** Assignment **
Which lines of the data contain the string "past"? Copy every one of them.

[Stored data entries]
__________
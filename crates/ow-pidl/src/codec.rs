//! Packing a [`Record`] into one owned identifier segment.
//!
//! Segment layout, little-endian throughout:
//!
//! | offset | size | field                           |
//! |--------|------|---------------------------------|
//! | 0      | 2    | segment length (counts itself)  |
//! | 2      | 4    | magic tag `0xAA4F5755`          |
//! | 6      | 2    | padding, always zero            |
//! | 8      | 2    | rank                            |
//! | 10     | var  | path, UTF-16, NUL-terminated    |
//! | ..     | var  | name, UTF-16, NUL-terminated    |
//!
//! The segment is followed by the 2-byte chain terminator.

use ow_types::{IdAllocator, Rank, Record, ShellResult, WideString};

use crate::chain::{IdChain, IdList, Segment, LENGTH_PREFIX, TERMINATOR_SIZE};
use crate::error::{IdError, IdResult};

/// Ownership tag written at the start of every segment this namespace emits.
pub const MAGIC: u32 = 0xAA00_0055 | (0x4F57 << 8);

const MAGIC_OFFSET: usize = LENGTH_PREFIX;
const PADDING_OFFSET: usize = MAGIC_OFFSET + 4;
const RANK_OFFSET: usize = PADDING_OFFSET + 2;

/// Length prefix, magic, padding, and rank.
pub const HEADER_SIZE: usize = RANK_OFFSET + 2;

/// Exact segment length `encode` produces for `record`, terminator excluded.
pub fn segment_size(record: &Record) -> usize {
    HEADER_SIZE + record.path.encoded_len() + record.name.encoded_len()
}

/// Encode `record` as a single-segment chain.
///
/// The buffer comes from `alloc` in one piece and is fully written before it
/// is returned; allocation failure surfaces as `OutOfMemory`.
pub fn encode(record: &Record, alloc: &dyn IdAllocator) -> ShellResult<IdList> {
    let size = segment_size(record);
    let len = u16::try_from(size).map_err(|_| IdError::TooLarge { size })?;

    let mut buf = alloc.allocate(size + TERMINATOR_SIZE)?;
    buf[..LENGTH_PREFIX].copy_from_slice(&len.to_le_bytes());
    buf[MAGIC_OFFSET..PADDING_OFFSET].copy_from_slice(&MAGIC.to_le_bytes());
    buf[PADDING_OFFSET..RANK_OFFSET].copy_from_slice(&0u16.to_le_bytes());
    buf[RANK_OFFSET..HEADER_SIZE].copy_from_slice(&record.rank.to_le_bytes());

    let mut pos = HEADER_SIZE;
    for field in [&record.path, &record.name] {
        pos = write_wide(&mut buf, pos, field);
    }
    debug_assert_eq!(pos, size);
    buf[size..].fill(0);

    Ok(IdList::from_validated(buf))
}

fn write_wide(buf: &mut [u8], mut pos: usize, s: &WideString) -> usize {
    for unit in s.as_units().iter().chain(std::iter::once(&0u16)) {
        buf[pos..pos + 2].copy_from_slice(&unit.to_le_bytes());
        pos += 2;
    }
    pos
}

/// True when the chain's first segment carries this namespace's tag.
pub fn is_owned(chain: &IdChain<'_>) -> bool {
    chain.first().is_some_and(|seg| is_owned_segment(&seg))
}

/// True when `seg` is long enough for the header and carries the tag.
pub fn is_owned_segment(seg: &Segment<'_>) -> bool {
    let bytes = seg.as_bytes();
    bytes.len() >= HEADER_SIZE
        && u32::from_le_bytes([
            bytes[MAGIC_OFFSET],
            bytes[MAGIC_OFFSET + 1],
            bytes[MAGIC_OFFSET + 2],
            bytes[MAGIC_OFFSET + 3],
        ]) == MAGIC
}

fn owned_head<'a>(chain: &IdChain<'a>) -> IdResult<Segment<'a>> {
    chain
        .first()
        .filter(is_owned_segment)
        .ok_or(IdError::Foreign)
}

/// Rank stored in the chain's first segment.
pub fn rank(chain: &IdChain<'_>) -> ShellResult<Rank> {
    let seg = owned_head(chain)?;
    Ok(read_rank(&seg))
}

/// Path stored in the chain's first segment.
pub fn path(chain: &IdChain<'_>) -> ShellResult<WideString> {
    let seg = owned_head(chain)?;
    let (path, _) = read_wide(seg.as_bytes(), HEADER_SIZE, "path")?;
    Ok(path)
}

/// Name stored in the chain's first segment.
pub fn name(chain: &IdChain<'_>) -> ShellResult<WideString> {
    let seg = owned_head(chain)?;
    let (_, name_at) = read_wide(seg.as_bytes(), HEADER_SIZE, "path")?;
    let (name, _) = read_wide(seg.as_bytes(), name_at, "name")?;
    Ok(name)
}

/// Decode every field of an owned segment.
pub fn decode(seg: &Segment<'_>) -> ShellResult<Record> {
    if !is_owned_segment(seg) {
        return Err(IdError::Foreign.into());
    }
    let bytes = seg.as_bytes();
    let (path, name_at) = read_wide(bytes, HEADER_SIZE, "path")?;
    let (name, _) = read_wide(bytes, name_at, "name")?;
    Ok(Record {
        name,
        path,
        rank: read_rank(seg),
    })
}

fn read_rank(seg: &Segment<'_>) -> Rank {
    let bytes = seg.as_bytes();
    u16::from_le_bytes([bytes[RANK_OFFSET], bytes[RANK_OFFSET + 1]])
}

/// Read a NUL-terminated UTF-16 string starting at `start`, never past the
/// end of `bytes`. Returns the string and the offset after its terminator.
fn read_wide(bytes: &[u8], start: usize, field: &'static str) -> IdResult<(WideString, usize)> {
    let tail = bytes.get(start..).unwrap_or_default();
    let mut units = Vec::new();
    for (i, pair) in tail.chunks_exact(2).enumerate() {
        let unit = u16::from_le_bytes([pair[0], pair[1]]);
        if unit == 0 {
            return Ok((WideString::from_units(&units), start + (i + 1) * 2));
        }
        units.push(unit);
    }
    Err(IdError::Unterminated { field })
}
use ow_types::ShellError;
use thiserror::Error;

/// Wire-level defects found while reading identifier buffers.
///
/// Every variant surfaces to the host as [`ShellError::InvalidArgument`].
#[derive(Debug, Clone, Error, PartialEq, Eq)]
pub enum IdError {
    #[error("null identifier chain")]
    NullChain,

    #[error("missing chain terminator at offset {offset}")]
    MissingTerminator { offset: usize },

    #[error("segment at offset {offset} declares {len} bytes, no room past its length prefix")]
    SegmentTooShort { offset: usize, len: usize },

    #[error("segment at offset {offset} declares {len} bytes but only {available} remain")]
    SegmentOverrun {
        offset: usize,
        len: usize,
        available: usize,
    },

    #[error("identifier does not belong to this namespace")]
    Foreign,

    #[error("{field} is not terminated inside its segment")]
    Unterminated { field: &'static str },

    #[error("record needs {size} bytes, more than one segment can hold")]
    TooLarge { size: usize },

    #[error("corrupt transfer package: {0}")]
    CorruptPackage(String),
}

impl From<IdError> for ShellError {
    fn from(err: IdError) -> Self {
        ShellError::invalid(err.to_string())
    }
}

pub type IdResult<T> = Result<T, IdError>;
__________
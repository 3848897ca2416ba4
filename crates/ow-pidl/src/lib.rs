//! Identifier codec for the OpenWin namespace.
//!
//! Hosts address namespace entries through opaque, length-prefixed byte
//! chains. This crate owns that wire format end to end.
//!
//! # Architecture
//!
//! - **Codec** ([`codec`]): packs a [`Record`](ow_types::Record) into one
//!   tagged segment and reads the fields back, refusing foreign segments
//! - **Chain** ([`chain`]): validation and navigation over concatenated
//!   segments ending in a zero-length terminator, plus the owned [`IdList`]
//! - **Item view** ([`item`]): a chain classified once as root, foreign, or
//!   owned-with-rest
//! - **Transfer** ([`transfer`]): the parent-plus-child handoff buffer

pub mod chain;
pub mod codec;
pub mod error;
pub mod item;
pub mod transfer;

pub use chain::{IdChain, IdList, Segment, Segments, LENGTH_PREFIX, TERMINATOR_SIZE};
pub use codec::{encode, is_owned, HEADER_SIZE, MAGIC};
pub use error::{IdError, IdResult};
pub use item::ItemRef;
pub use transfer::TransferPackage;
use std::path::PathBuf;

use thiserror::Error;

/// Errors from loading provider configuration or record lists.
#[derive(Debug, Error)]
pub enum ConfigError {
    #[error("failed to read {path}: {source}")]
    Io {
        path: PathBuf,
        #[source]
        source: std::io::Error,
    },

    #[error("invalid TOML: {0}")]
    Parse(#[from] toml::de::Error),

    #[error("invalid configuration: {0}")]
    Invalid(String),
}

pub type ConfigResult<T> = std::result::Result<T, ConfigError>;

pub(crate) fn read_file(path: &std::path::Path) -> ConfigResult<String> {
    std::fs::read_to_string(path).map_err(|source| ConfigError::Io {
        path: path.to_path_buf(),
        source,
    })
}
__________
** Output for this exercise **
/// Read a NUL-terminated UTF-16 string starting at `start`, never past the
    #[error("segment at offset {offset} declares {len} bytes, no room past its length prefix")]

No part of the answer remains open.